Malgré que : peut-on l’employer ?

Dans la langue soignée, on préfère généralement « bien que », « quoique » ou « malgré le fait que » à « malgré que » employé comme conjonction.

La règle en clair

Dans la langue soignée, on préfère généralement « bien que », « quoique » ou « malgré le fait que » à « malgré que » employé comme conjonction. Ce point mérite d’être replacé dans une phrase complète : en français, l’orthographe et l’accord dépendent souvent de la fonction grammaticale autant que de la forme du mot.

Comment décider ?

« Malgré » fonctionne très naturellement devant un nom ; devant une proposition, « bien que » est souvent le choix le plus sûr. Lorsque plusieurs formes sont admises, il faut aussi tenir compte du registre, de la région ou de la nuance recherchée plutôt que de présenter arbitrairement une variante comme fautive.

Exemple : Bien qu’il pleuve, nous sortons.

Exemple : Malgré la pluie, nous sortons.

Pourquoi on hésite

Les hésitations viennent souvent d’une analogie avec une autre règle, d’une évolution de l’usage ou d’une différence entre langue courante et langue soutenue.

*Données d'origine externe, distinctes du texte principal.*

//! Stable error classification shared by every response surface.

use std::fmt;

use schemars::JsonSchema;
use serde::{Deserialize, Serialize};

/// Error category reported alongside every failure message.
#[derive(Debug, Clone, Copy, PartialEq, Eq, Hash, Serialize, Deserialize, JsonSchema)]
#[serde(rename_all = "snake_case")]
pub enum ErrorKind {
    /// Source path missing or unreadable by the decoder
    NotFound,
    /// Malformed request or unusable input data
    InvalidRequest,
    /// Detector, decoder or encoder failed
    CollaboratorFailure,
    /// Request aborted by the caller
    Cancelled,
    /// Request exceeded its deadline
    Timeout,
}

impl ErrorKind {
    pub fn as_str(&self) -> &'static str {
        match self {
            ErrorKind::NotFound => "not_found",
            ErrorKind::InvalidRequest => "invalid_request",
            ErrorKind::CollaboratorFailure => "collaborator_failure",
            ErrorKind::Cancelled => "cancelled",
            ErrorKind::Timeout => "timeout",
        }
    }
}

impl fmt::Display for ErrorKind {
    fn fmt(&self, f: &mut fmt::Formatter<'_>) -> fmt::Result {
        write!(f, "{}", self.as_str())
    }
}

Une réponse utile doit donc distinguer ce qui est obligatoire, ce qui est recommandé et ce qui relève d’une variante attestée. C’est cette distinction qui évite les règles trop simplistes.

À retenir

Dans la langue soignée, on préfère généralement « bien que », « quoique » ou « malgré le fait que » à « malgré que » employé comme conjonction. En cas de contexte inhabituel, vérifiez l’entrée ou la question de langue complète dans une source de référence : les exceptions et les nuances d’usage peuvent modifier une règle générale.